▸ INSTRUCTIONS TO FOLLOW:
Identify and pull out each line of the entries in which "StrftimeItems" occurs.

Records from a dataset:
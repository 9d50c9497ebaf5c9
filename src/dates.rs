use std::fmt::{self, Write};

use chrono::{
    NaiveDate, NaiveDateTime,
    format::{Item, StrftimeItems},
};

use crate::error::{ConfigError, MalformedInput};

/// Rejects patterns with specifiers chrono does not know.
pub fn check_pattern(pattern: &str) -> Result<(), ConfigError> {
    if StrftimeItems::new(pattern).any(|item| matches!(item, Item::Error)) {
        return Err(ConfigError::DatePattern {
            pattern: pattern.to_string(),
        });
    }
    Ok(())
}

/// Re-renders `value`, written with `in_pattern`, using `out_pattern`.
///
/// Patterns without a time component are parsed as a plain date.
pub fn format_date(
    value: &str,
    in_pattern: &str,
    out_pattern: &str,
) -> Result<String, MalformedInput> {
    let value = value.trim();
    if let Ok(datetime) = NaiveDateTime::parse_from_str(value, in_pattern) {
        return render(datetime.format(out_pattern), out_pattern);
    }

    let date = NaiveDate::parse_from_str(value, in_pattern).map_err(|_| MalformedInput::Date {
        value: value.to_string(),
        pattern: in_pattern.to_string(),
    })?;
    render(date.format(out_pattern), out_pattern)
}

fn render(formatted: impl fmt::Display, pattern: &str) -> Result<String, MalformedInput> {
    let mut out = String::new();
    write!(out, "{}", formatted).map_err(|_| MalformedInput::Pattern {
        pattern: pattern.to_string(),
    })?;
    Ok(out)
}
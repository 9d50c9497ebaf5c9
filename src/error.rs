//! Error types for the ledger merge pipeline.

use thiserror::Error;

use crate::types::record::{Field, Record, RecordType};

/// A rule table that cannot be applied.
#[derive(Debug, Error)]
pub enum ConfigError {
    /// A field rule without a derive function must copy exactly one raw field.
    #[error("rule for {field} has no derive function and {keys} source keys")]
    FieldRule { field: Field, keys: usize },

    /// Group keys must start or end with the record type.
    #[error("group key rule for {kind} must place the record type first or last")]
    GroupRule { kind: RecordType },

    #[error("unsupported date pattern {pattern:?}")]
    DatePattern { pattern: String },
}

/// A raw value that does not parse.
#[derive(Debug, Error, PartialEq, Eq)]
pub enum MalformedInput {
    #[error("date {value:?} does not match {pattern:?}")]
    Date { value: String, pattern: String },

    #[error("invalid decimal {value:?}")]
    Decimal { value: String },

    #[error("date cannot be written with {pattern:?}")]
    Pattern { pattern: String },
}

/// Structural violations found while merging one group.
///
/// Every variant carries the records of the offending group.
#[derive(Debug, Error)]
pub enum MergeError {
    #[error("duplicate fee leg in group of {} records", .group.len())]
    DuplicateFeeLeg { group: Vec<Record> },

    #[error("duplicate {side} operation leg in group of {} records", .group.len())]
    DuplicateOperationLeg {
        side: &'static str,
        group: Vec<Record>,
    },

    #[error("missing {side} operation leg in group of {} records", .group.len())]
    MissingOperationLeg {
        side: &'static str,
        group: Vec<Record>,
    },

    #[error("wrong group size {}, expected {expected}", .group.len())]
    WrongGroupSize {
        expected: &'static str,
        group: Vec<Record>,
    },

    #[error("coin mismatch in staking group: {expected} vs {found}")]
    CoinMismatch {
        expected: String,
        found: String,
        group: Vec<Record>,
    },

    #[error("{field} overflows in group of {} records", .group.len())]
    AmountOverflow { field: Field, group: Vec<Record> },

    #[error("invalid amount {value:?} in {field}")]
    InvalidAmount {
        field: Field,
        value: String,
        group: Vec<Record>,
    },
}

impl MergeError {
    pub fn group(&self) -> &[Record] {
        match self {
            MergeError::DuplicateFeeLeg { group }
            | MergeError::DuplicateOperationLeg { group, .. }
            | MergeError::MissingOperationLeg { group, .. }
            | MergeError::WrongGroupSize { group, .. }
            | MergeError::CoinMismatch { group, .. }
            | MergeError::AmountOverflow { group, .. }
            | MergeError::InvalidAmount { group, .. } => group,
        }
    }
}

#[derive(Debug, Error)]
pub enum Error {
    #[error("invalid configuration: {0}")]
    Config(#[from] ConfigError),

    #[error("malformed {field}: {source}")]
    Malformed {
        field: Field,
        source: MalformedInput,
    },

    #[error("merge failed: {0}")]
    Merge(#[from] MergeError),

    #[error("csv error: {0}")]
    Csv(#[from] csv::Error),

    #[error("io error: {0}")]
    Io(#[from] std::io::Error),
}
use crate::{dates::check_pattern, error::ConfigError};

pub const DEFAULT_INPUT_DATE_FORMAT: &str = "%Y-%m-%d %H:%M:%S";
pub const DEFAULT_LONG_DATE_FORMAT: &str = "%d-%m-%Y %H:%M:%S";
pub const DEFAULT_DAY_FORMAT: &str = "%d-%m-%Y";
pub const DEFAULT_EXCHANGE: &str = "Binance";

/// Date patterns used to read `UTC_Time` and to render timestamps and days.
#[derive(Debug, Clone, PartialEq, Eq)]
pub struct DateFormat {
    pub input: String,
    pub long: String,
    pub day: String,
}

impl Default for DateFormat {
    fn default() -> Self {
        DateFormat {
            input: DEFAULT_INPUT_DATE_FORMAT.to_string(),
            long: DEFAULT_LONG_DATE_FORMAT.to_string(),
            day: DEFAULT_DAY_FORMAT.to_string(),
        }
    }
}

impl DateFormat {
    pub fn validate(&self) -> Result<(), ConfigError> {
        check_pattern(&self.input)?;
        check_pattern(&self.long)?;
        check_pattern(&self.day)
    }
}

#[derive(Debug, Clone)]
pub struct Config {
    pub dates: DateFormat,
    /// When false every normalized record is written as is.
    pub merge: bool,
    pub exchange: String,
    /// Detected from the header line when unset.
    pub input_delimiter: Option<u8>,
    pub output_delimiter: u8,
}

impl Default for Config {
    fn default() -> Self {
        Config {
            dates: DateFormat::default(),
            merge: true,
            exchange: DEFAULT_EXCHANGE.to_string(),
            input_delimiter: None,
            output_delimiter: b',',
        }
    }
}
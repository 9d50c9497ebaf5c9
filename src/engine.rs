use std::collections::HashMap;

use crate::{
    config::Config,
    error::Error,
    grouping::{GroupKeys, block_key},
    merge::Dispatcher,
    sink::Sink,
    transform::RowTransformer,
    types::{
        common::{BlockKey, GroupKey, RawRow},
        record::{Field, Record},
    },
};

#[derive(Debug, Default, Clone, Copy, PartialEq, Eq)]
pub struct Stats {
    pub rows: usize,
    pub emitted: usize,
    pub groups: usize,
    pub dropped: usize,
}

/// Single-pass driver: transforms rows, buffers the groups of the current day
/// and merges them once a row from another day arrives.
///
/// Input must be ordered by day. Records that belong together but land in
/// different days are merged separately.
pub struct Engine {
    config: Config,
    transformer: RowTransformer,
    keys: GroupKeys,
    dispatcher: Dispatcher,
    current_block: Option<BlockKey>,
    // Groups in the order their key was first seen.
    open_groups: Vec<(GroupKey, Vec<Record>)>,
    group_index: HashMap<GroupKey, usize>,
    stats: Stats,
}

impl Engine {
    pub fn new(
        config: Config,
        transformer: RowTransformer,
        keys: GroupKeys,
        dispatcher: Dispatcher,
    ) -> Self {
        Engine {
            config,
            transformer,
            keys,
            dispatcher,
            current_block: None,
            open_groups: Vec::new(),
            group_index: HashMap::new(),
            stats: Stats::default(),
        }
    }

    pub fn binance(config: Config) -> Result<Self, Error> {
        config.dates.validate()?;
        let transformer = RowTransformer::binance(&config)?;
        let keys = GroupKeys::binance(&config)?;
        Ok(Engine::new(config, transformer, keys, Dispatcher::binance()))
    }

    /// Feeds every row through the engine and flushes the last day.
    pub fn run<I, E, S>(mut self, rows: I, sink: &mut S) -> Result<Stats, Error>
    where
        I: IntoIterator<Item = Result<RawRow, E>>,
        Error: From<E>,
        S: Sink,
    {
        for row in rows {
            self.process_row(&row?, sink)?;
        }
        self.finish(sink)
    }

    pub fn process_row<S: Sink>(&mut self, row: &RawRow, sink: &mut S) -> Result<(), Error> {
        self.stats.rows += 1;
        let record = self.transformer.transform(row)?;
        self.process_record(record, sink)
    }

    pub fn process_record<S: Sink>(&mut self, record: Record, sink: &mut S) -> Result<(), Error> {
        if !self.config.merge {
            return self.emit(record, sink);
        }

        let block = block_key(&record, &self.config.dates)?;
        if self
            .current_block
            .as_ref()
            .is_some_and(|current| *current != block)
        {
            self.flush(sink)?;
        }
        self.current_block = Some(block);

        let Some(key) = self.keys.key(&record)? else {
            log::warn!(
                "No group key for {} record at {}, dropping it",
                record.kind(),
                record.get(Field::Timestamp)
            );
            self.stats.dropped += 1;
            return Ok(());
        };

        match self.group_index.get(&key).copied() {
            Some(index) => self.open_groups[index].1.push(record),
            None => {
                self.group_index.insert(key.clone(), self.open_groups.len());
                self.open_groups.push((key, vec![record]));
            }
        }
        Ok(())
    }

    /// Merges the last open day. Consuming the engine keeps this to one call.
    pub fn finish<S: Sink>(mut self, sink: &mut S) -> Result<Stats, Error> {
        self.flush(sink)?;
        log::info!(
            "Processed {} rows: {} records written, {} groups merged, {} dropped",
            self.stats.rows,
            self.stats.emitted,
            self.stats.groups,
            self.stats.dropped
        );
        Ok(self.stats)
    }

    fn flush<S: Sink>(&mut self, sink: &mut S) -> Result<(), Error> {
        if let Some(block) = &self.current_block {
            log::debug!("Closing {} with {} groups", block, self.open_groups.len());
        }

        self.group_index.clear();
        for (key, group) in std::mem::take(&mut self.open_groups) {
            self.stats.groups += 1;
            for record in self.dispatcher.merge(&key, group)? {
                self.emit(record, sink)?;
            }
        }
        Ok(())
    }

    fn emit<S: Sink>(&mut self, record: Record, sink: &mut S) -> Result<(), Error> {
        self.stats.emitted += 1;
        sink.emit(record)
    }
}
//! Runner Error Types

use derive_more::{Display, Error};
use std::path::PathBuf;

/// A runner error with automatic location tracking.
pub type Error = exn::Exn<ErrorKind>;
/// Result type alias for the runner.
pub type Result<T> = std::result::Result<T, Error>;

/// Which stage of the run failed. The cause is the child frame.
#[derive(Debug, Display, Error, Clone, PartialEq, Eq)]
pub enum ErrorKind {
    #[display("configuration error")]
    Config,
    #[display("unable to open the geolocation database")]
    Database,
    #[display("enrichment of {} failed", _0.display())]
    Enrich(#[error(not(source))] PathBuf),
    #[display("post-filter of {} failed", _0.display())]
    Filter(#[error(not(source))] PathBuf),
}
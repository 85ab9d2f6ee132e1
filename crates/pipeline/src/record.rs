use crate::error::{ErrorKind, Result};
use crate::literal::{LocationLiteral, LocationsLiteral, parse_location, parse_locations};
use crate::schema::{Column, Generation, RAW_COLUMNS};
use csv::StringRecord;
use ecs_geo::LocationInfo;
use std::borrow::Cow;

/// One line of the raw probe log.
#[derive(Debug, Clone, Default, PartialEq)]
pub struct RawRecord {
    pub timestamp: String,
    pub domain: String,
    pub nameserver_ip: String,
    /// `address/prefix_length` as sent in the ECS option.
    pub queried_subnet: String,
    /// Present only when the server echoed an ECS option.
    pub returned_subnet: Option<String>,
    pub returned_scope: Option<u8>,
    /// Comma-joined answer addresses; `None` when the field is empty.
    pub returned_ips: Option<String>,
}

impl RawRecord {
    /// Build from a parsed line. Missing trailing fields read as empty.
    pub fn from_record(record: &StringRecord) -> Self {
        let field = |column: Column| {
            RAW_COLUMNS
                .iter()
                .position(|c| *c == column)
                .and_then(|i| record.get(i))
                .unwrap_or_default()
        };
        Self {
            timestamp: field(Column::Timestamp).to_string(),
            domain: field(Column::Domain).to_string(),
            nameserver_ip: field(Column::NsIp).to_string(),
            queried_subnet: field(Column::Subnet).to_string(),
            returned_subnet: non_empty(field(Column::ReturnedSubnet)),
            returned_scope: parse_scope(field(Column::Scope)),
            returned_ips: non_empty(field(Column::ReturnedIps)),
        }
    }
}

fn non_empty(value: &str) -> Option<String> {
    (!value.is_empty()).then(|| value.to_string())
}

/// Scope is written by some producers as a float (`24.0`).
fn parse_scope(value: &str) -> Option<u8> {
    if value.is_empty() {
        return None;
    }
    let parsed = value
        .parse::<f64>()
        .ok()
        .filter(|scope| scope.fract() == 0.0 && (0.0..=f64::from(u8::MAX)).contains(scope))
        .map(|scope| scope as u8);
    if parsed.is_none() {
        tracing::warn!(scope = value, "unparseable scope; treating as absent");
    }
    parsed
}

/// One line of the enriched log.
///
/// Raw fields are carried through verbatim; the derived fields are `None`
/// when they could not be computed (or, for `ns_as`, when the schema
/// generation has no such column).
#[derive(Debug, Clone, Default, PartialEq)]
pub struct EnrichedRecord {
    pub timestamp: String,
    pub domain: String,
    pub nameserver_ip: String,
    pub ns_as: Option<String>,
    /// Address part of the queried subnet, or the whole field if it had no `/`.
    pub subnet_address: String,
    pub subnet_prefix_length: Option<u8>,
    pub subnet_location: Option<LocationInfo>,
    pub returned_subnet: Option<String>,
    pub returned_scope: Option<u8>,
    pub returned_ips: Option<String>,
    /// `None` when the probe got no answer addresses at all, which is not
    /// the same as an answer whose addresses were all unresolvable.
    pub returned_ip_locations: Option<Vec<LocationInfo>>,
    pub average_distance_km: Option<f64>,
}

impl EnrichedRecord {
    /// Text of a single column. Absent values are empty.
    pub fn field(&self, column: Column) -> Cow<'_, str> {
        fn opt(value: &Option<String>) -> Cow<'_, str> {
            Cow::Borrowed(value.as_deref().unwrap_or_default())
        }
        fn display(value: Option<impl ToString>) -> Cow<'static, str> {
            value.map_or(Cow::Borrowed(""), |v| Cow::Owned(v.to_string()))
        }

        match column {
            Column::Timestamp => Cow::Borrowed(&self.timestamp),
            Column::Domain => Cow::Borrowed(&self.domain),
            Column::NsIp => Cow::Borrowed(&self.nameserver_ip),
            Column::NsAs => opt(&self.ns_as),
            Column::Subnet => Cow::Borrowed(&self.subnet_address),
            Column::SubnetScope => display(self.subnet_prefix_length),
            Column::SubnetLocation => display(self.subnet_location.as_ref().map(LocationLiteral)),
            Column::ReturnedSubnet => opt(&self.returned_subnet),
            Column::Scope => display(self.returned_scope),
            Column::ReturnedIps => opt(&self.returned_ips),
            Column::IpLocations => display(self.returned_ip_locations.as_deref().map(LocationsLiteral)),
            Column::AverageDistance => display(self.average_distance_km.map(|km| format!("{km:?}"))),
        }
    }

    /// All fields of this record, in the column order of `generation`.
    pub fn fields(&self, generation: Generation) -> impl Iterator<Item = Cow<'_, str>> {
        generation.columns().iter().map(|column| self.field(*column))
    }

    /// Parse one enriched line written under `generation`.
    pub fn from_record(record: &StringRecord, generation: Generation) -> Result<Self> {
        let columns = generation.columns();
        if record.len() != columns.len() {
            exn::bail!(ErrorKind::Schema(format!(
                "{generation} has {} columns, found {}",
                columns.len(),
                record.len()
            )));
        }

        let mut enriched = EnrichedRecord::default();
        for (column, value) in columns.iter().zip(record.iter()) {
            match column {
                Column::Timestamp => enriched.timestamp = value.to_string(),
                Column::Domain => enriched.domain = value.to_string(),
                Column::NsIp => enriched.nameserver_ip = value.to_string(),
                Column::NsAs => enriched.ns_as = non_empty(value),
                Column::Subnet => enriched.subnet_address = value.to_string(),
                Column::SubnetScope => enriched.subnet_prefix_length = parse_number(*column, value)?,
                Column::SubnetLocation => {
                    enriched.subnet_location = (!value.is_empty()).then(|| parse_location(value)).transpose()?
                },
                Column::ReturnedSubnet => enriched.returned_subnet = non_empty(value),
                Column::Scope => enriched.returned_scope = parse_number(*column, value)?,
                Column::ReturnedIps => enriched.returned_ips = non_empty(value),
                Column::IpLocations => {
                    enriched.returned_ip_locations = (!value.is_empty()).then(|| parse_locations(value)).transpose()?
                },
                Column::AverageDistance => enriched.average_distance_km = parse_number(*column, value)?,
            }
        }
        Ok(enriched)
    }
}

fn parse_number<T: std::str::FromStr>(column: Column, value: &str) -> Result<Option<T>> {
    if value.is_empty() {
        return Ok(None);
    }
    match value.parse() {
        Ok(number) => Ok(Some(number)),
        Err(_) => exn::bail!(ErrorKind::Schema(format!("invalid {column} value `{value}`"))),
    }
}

▸ ANSWER SECTION:
    format::{Item, StrftimeItems},
    if StrftimeItems::new(pattern).any(|item| matches!(item, Item::Error)) {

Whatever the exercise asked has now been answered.